Unlike many inscriptions found that mention about a successful conquest, this victorious declaration shines a different light. It does not advocate brutality, repression, or hostility. Instead, it promotes tolerance, peace, and freedom. The declaration speaks of Cyrus and his people being respectful to the gods of Sumer and Akkad and allowing the people to worship them. In the Hebrew Bible, it is also mentioned that Cyrus permitted freedom of worship to the Jews, allowing them to return home from exile and to rebuild the temple in Jerusalem. Cyrus’ tradition of tolerance was maintained by his son-in-law, Darius the Great, who ruled Achaemenid Empire some 20 years after his death.
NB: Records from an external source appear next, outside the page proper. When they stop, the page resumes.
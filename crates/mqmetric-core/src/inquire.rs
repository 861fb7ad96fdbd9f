//! Command server inquiries: object names and queue attributes.
//!
//! Replies are read into a buffer that starts at [`INITIAL_BUF_SIZE`] and
//! doubles every time the transport reports a truncated message, up to
//! [`MAX_BUF_SIZE`]. A reply set ends with the message flagged `MQCFC_LAST`.

use tracing::debug;

use crate::error::{MonitorError, PatternError, Result};
use crate::pcf::constants::*;
use crate::pcf::{RawParameter, Response, parse_response};
use crate::selector::{split_patterns, valid_wildcard};
use crate::transport::{PcfCodec, Transport};

pub const INITIAL_BUF_SIZE: usize = 32 * 1024;
pub const MAX_BUF_SIZE: usize = 100 * 1024 * 1024;

/// Outcome of an object name inquiry.
#[derive(Debug, Clone, Default, PartialEq, Eq)]
pub struct ObjectInquiry {
    /// Matching object names, in reply order.
    pub names: Vec<String>,
    /// Patterns that matched no object at all.
    pub missing: Vec<String>,
}

/// Attributes of one local queue.
#[derive(Debug, Clone, PartialEq, Eq)]
pub struct QueueAttributes {
    pub name: String,
    pub max_depth: i32,
    pub usage: i32,
}

/// Sends a command and collects every reply message up to the last one.
pub fn execute_command<T: Transport, C: PcfCodec>(
    transport: &mut T,
    codec: &C,
    command: i32,
    parameters: &[RawParameter],
) -> Result<Vec<Response>> {
    execute_with_limits(
        transport,
        codec,
        command,
        parameters,
        INITIAL_BUF_SIZE,
        MAX_BUF_SIZE,
    )
}

pub(crate) fn execute_with_limits<T: Transport, C: PcfCodec>(
    transport: &mut T,
    codec: &C,
    command: i32,
    parameters: &[RawParameter],
    initial_size: usize,
    max_size: usize,
) -> Result<Vec<Response>> {
    let request = codec.encode_command(command, parameters);
    transport.send_command(&request)?;

    let mut replies = Vec::new();
    let mut buffer_size = initial_size;
    loop {
        let data = match transport.receive_command_reply(buffer_size) {
            Ok(data) => data,
            Err(e) if e.is_truncated() => {
                if buffer_size >= max_size {
                    return Err(MonitorError::ReplyTooLarge { max: max_size });
                }
                buffer_size = buffer_size.saturating_mul(2).min(max_size);
                debug!(command, buffer_size, "Reply truncated, retrying with larger buffer");
                continue;
            }
            Err(e) => return Err(e.into()),
        };

        let response = parse_response(codec, &data)?;
        let last = response.header.is_last();
        replies.push(response);
        if last {
            return Ok(replies);
        }
    }
}

fn check_reply(reply: &Response) -> Result<()> {
    if reply.header.comp_code != MQCC_OK {
        return Err(MonitorError::CommandFailed {
            comp_code: reply.header.comp_code,
            reason: reply.header.reason,
        });
    }
    Ok(())
}

/// Expands a pattern list into object names, one inquiry per pattern.
///
/// Only `MQOT_Q` (local queues) and `MQOT_CHANNEL` are supported.
pub fn inquire_objects<T: Transport, C: PcfCodec>(
    transport: &mut T,
    codec: &C,
    patterns: &str,
    object_type: i32,
) -> Result<ObjectInquiry> {
    let (command, attribute, returned) = match object_type {
        MQOT_Q => (MQCMD_INQUIRE_Q_NAMES, MQCA_Q_NAME, MQCACF_Q_NAMES),
        MQOT_CHANNEL => (
            MQCMD_INQUIRE_CHANNEL_NAMES,
            MQCACH_CHANNEL_NAME,
            MQCACH_CHANNEL_NAMES,
        ),
        other => return Err(MonitorError::InvalidObjectType(other)),
    };

    transport.clear_command_replies();

    let mut inquiry = ObjectInquiry::default();
    for pattern in split_patterns(patterns) {
        if !valid_wildcard(pattern) {
            return Err(PatternError::Wildcard(pattern.to_string()).into());
        }

        let mut params = vec![RawParameter::string(attribute, pattern)];
        if command == MQCMD_INQUIRE_Q_NAMES {
            params.push(RawParameter::integer(MQIA_Q_TYPE, MQQT_LOCAL as i64));
        }

        let before = inquiry.names.len();
        for reply in execute_command(transport, codec, command, &params)? {
            check_reply(&reply)?;
            let names = reply
                .scalars()
                .filter(|s| s.parameter == returned)
                .flat_map(|s| s.strings.iter())
                .map(|n| n.trim())
                .filter(|n| !n.is_empty());
            inquiry.names.extend(names.map(String::from));
        }

        if inquiry.names.len() == before {
            inquiry.missing.push(pattern.to_string());
        }
    }

    Ok(inquiry)
}

/// Inquires max depth and usage of the local queues matching one pattern.
pub fn inquire_queue_attributes<T: Transport, C: PcfCodec>(
    transport: &mut T,
    codec: &C,
    pattern: &str,
) -> Result<Vec<QueueAttributes>> {
    transport.clear_command_replies();

    let params = [
        RawParameter::string(MQCA_Q_NAME, pattern),
        RawParameter::integer(MQIA_Q_TYPE, MQQT_LOCAL as i64),
        RawParameter::integer_list(
            MQIACF_Q_ATTRS,
            vec![
                MQCA_Q_NAME as i64,
                MQIA_MAX_Q_DEPTH as i64,
                MQIA_USAGE as i64,
            ],
        ),
    ];

    let mut queues = Vec::new();
    for reply in execute_command(transport, codec, MQCMD_INQUIRE_Q, &params)? {
        check_reply(&reply)?;

        let mut attrs = QueueAttributes {
            name: String::new(),
            max_depth: 0,
            usage: 0,
        };
        for scalar in reply.scalars() {
            match scalar.parameter {
                MQCA_Q_NAME => attrs.name = scalar.string().unwrap_or_default().to_string(),
                MQIA_MAX_Q_DEPTH => attrs.max_depth = scalar.int().unwrap_or_default() as i32,
                MQIA_USAGE => attrs.usage = scalar.int().unwrap_or_default() as i32,
                _ => {}
            }
        }
        if !attrs.name.is_empty() {
            queues.push(attrs);
        }
    }
    Ok(queues)
}
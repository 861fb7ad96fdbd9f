//! Scripted queue manager implementing [`Transport`].
//!
//! Metadata topics are answered from the scenario's schema the moment they
//! are subscribed, commands are answered synchronously, and publications are
//! only delivered to topics that currently have an unmanaged subscription.

use std::collections::{BTreeMap, HashMap, VecDeque};

use tracing::debug;

use super::codec::MockCodec;
use super::script::{
    ClassSpec, CycleSpec, PublicationSpec, QueueSpec, ReplyQueueSpec, Scenario, TypeSpec,
};
use crate::error::MqReturn;
use crate::pcf::constants::*;
use crate::pcf::{PcfHeader, RawParameter, parse_response};
use crate::selector::pattern_match;
use crate::transport::{
    DefinitionType, ReplyQueueAttributes, ReplySource, SubHandle, Subscription, Transport,
};

const DEFAULT_META_ROOT: &str = "$SYS/MQ";
const PUBLICATION_INTERVAL_MICROS: i64 = 10_000_000;

#[derive(Debug, Clone)]
struct OpenSubscription {
    topic: String,
    managed: bool,
}

/// Publications delivered and dropped by one call to [`MockQueueManager::publish_cycle`].
#[derive(Debug, Clone, Copy, Default, PartialEq, Eq)]
pub struct PublishOutcome {
    pub delivered: usize,
    /// Publications nobody was subscribed to.
    pub dropped: usize,
}

/// In-memory queue manager driven by a [`Scenario`].
#[derive(Debug, Clone)]
pub struct MockQueueManager {
    scenario: Scenario,
    queues: BTreeMap<String, QueueSpec>,
    meta_root: String,
    next_handle: u64,
    open: HashMap<u64, OpenSubscription>,
    managed: HashMap<u64, VecDeque<Vec<u8>>>,
    notifications: VecDeque<Vec<u8>>,
    command_replies: VecDeque<Vec<u8>>,
    commands: Vec<i32>,
    failing_topics: Vec<String>,
    pending_receive_error: Option<MqReturn>,
    pending_command_failure: Option<i32>,
    truncated_replies: usize,
    closed: usize,
}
Due to Cyrus’ successful policies, the empire continued to be in power for 200 years after his death.

Naqsh-e Rustam

Naqsh-e Rustam

Located some 50 km from Pasargadae is Naqsh-e Rustam, where the tombs of four Achaemenid kings lie, in which one of them is explicitly identified as the tomb of Darius the Great. The four tombs are carved out of the rock mountain and are located few meters high above the ground. The tomb consists of two inscriptions — one of them suggests that Darius was Zoroastrian.
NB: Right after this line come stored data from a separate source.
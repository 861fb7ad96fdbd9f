//! In-memory tree of discovered statistics and their live values.
//!
//! ```text
//! MetricCatalog
//!   └─ ClassNode      (e.g. CPU, DISK, STATQ)
//!        └─ TypeNode  (e.g. SystemSummary, GENERAL; owns subscriptions)
//!             └─ ElementNode (one metric; values keyed by ObjectKey)
//! ```
//!
//! The tree is built once by discovery. Afterwards only subscription handles
//! and element values change.

pub mod datatype;
pub mod naming;

use std::collections::{BTreeMap, HashMap, HashSet};
use std::fmt;

use crate::error::MonitorError;
use crate::transport::SubHandle;
pub use datatype::{Datatype, normalise};
pub use naming::metric_name;

/// Text form of [`ObjectKey::QueueManager`]; never a valid queue name.
pub const QMGR_MAP_KEY: &str = "@self";

/// Placeholder in per-object topics that is replaced by the object name.
pub const OBJECT_PLACEHOLDER: &str = "%s";

/// Prefix that keeps per-object metric names apart from queue manager ones.
pub const OBJECT_METRIC_PREFIX: &str = "object_";

/// Identifies whose value an element holds.
#[derive(Debug, Clone, PartialEq, Eq, Hash, PartialOrd, Ord)]
pub enum ObjectKey {
    /// Queue-manager-wide statistics.
    QueueManager,
    /// Statistics of a single monitored object.
    Object(String),
}

impl ObjectKey {
    pub fn object(name: impl Into<String>) -> Self {
        ObjectKey::Object(name.into())
    }

    /// Object name, or `None` for the queue manager.
    pub fn object_name(&self) -> Option<&str> {
        match self {
            ObjectKey::QueueManager => None,
            ObjectKey::Object(name) => Some(name),
        }
    }
}

impl fmt::Display for ObjectKey {
    fn fmt(&self, f: &mut fmt::Formatter<'_>) -> fmt::Result {
        match self {
            ObjectKey::QueueManager => f.write_str(QMGR_MAP_KEY),
            ObjectKey::Object(name) => f.write_str(name),
        }
    }
}

/// One metric.
#[derive(Debug, Clone)]
pub struct ElementNode {
    /// English description as published by the queue manager.
    pub description: String,
    /// Translated description, when a locale was requested and available.
    pub description_nls: Option<String>,
    pub metric_name: String,
    pub datatype: Datatype,
    values: BTreeMap<ObjectKey, i64>,
}

impl ElementNode {
    pub fn new(description: impl Into<String>, datatype: Datatype) -> Self {
        let description = description.into();
        Self {
            metric_name: metric_name(&description, datatype),
            description,
            description_nls: None,
            datatype,
            values: BTreeMap::new(),
        }
    }

    pub fn values(&self) -> &BTreeMap<ObjectKey, i64> {
        &self.values
    }

    pub fn value(&self, key: &ObjectKey) -> Option<i64> {
        self.values.get(key).copied()
    }

    /// Stored value converted to base units.
    pub fn normalised(&self, key: &ObjectKey) -> Option<f64> {
        self.value(key).map(|v| normalise(self.datatype, v))
    }

    /// Folds a new sample in: deltas accumulate, everything else overwrites.
    pub(crate) fn merge(&mut self, key: ObjectKey, sample: i64) -> i64 {
        let delta = self.datatype.is_delta();
        let stored = self
            .values
            .entry(key)
            .and_modify(|v| {
                if delta {
                    *v = v.saturating_add(sample);
                } else {
                    *v = sample;
                }
            })
            .or_insert(sample);
        *stored
    }

    pub fn clear_values(&mut self) {
        self.values.clear();
    }
}

/// A category of data within a class.
#[derive(Debug, Clone)]
pub struct TypeNode {
    pub name: String,
    pub description: String,
    /// Topic that publishes this type's element metadata.
    pub element_topic: String,
    /// Topic that publishes the data, possibly containing [`OBJECT_PLACEHOLDER`].
    pub object_topic: String,
    pub elements: BTreeMap<i32, ElementNode>,
    subscriptions: HashMap<ObjectKey, SubHandle>,
}

impl TypeNode {
    pub fn new(
        name: impl Into<String>,
        description: impl Into<String>,
        element_topic: impl Into<String>,
    ) -> Self {
        Self {
            name: name.into(),
            description: description.into(),
            element_topic: element_topic.into(),
            object_topic: String::new(),
            elements: BTreeMap::new(),
            subscriptions: HashMap::new(),
        }
    }

    /// Whether data arrives per monitored object rather than per queue manager.
    pub fn is_per_object(&self) -> bool {
        self.object_topic.contains(OBJECT_PLACEHOLDER)
    }

    /// Data topic for one object.
    pub fn object_topic_for(&self, name: &str) -> String {
        self.object_topic.replacen(OBJECT_PLACEHOLDER, name, 1)
    }

    /// Element metric name made unique across scopes.
    pub fn scoped_metric_name(&self, element: &ElementNode) -> String {
        if self.is_per_object() {
            format!("{}{}", OBJECT_METRIC_PREFIX, element.metric_name)
        } else {
            element.metric_name.clone()
        }
    }

    pub fn subscription(&self, key: &ObjectKey) -> Option<SubHandle> {
        self.subscriptions.get(key).copied()
    }

    pub fn subscribed_keys(&self) -> impl Iterator<Item = &ObjectKey> {
        self.subscriptions.keys()
    }

    pub(crate) fn insert_subscription(&mut self, key: ObjectKey, handle: SubHandle) {
        self.subscriptions.insert(key, handle);
    }

    pub(crate) fn remove_subscription(&mut self, key: &ObjectKey) -> Option<SubHandle> {
        self.subscriptions.remove(key)
    }
}

/// A top-level grouping of statistics.
#[derive(Debug, Clone)]
pub struct ClassNode {
    pub name: String,
    pub description: String,
    pub flags: i64,
    /// Topic that publishes this class's type metadata.
    pub types_topic: String,
    pub types: BTreeMap<i32, TypeNode>,
}

impl ClassNode {
    pub fn new(name: impl Into<String>, description: impl Into<String>) -> Self {
        Self {
            name: name.into(),
            description: description.into(),
            flags: 0,
            types_topic: String::new(),
            types: BTreeMap::new(),
        }
    }
}

/// Borrowed view of one element together with its parents.
#[derive(Debug, Clone, Copy)]
pub struct ElementRef<'a> {
    pub class_index: i32,
    pub class: &'a ClassNode,
    pub type_index: i32,
    pub type_node: &'a TypeNode,
    pub element_index: i32,
    pub element: &'a ElementNode,
}

impl ElementRef<'_> {
    pub fn scoped_metric_name(&self) -> String {
        self.type_node.scoped_metric_name(self.element)
    }
}

/// Root of the discovered schema.
#[derive(Debug, Clone, Default)]
pub struct MetricCatalog {
    pub classes: BTreeMap<i32, ClassNode>,
}

impl MetricCatalog {
    pub fn new() -> Self {
        Self::default()
    }

    pub fn is_empty(&self) -> bool {
        self.classes.is_empty()
    }

    pub fn element(&self, class: i32, type_index: i32, element: i32) -> Option<&ElementNode> {
        self.classes
            .get(&class)?
            .types
            .get(&type_index)?
            .elements
            .get(&element)
    }

    pub fn element_mut(
        &mut self,
        class: i32,
        type_index: i32,
        element: i32,
    ) -> Option<&mut ElementNode> {
        self.classes
            .get_mut(&class)?
            .types
            .get_mut(&type_index)?
            .elements
            .get_mut(&element)
    }

    /// Iterates over every element in index order.
    pub fn elements(&self) -> impl Iterator<Item = ElementRef<'_>> {
        self.classes.iter().flat_map(|(&class_index, class)| {
            class.types.iter().flat_map(move |(&type_index, type_node)| {
                type_node
                    .elements
                    .iter()
                    .map(move |(&element_index, element)| ElementRef {
                        class_index,
                        class,
                        type_index,
                        type_node,
                        element_index,
                        element,
                    })
            })
        })
    }

    /// Finds an element by its scoped metric name.
    pub fn find_metric(&self, scoped_name: &str) -> Option<ElementRef<'_>> {
        self.elements().find(|e| e.scoped_metric_name() == scoped_name)
    }

    /// Fails if two elements share a scoped metric name.
    pub fn check_unique_names(&self) -> Result<(), MonitorError> {
        let mut seen = HashSet::new();
        for e in self.elements() {
            if !seen.insert(e.scoped_metric_name()) {
                return Err(MonitorError::DuplicateMetricName(
                    e.element.metric_name.clone(),
                ));
            }
        }
        Ok(())
    }

    /// Drops every stored value of an object that is no longer monitored.
    pub fn forget_object(&mut self, name: &str) {
        let key = ObjectKey::object(name);
        for class in self.classes.values_mut() {
            for type_node in class.types.values_mut() {
                for element in type_node.elements.values_mut() {
                    element.values.remove(&key);
                }
            }
        }
    }

    /// Clears all stored values, e.g. after an exporter has read them.
    pub fn reset_values(&mut self) {
        for class in self.classes.values_mut() {
            for type_node in class.types.values_mut() {
                for element in type_node.elements.values_mut() {
                    element.clear_values();
                }
            }
        }
    }

    /// Total number of open subscriptions across all types.
    pub fn subscription_count(&self) -> usize {
        self.classes
            .values()
            .flat_map(|c| c.types.values())
            .map(|t| t.subscriptions.len())
            .sum()
    }
}

#[cfg(test)]
mod tests {
    use super::*;

    fn catalog_with(types: Vec<(&str, Vec<(&str, Datatype)>)>) -> MetricCatalog {
        let mut class = ClassNode::new("STATQ", "Queue statistics");
        for (i, (object_topic, elements)) in types.into_iter().enumerate() {
            let mut t = TypeNode::new(format!("T{}", i), "", "");
            t.object_topic = object_topic.to_string();
            for (j, (desc, dt)) in elements.into_iter().enumerate() {
                t.elements.insert(j as i32, ElementNode::new(desc, dt));
            }
            class.types.insert(i as i32, t);
        }
        let mut catalog = MetricCatalog::new();
        catalog.classes.insert(0, class);
        catalog
    }

    #[test]
    fn delta_merge_accumulates() {
        let mut e = ElementNode::new("MQPUT count", Datatype::Delta);
        let key = ObjectKey::QueueManager;
        e.merge(key.clone(), 5);
        e.merge(key.clone(), 7);
        assert_eq!(e.value(&key), Some(12));
    }

    #[test]
    fn absolute_merge_overwrites() {
        let mut e = ElementNode::new("Queue depth", Datatype::Unit);
        let key = ObjectKey::object("APP.1");
        e.merge(key.clone(), 5);
        e.merge(key.clone(), 7);
        assert_eq!(e.value(&key), Some(7));
        assert_eq!(e.value(&ObjectKey::QueueManager), None);
    }

    #[test]
    fn self_key_is_distinct_from_any_object_name() {
        assert_ne!(ObjectKey::QueueManager, ObjectKey::object(QMGR_MAP_KEY));
        assert_eq!(ObjectKey::QueueManager.to_string(), "@self");
        assert_eq!(ObjectKey::object("Q1").object_name(), Some("Q1"));
    }

    #[test]
    fn per_object_topic_substitution() {
        let mut t = TypeNode::new("GENERAL", "", "");
        t.object_topic = "$SYS/MQ/INFO/QMGR/QM1/Monitor/STATQ/%s/GENERAL".to_string();
        assert!(t.is_per_object());
        assert_eq!(
            t.object_topic_for("APP.1"),
            "$SYS/MQ/INFO/QMGR/QM1/Monitor/STATQ/APP.1/GENERAL"
        );
    }

    #[test]
    fn object_scope_prefix_avoids_collision() {
        let catalog = catalog_with(vec![
            ("QM/Monitor/STATMQI/PUT", vec![("MQPUT count", Datatype::Delta)]),
            ("QM/Monitor/STATQ/%s/PUT", vec![("MQPUT count", Datatype::Delta)]),
        ]);
        assert!(catalog.check_unique_names().is_ok());
        assert!(catalog.find_metric("object_mqput_count").is_some());
        assert!(catalog.find_metric("mqput_count").is_some());
    }

    #[test]
    fn duplicate_names_are_rejected() {
        let catalog = catalog_with(vec![
            ("QM/Monitor/A", vec![("Queue depth", Datatype::Unit)]),
            ("QM/Monitor/B", vec![("Queue-depth", Datatype::Unit)]),
        ]);
        let err = catalog.check_unique_names().unwrap_err();
        assert!(matches!(err, MonitorError::DuplicateMetricName(name) if name == "queue_depth"));
    }

    #[test]
    fn forget_object_keeps_other_values() {
        let mut catalog = catalog_with(vec![(
            "QM/Monitor/STATQ/%s/GET",
            vec![("MQGET count", Datatype::Delta)],
        )]);
        let e = catalog.element_mut(0, 0, 0).unwrap();
        e.merge(ObjectKey::object("A"), 1);
        e.merge(ObjectKey::object("B"), 2);

        catalog.forget_object("A");

        let e = catalog.element(0, 0, 0).unwrap();
        assert_eq!(e.value(&ObjectKey::object("A")), None);
        assert_eq!(e.value(&ObjectKey::object("B")), Some(2));
    }
}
A great god is Ahuramazda, who created this earth, who created yonder sky, who created man, who created happiness for man, who made Darius king, one king of many, one lord of many.

King Darius says: By the favor of Ahuramazda these are the countries which I seized outside of Persia; I ruled over them; they bore tribute to me; they did what was said to them by me; they held my law firmly; […]

Tomb of Darius the GreatTomb of one of the Achaemenid kings


During Darius’ reign, the capital city of Achaemenid Empire was moved to a new city he ordered to build, called Persepolis. Situated about 12 km from Naqsh-e Rustam, Persepolis was conceived to be the seat of government for the Achaemenian kings and the centre for receptions and festivals. A number of palaces and structures were constructed, which include Apadana and Tachara. Some of the walls of these palaces are beautifully decorated with frieze statues depicting notable men, soldiers, guards, and delegates from different parts of Achaemenid Empire carrying their gifts for the king. This is obvious through the traditional clothes that they wear, which are shown in these reliefs.

Ruins of Apadana Palace, PersepolisTachara Palace, PersepolisTachara Palace, Persepolis

Carved reliefs of Ionian Tribute BearersCarved Reliefs of Rams from Asia MinorA Median soldier in traditional custome


Unfortunately, this beautiful city was sacked, looted, and perhaps burned by Alexander the Great in 331-330 BC upon his invasion of Persia. It was not until 1930’s that the ruins were excavated and shown to the world. The ruins of Persepolis are the testimony to the wealth and glory of the Achaemenid Empire.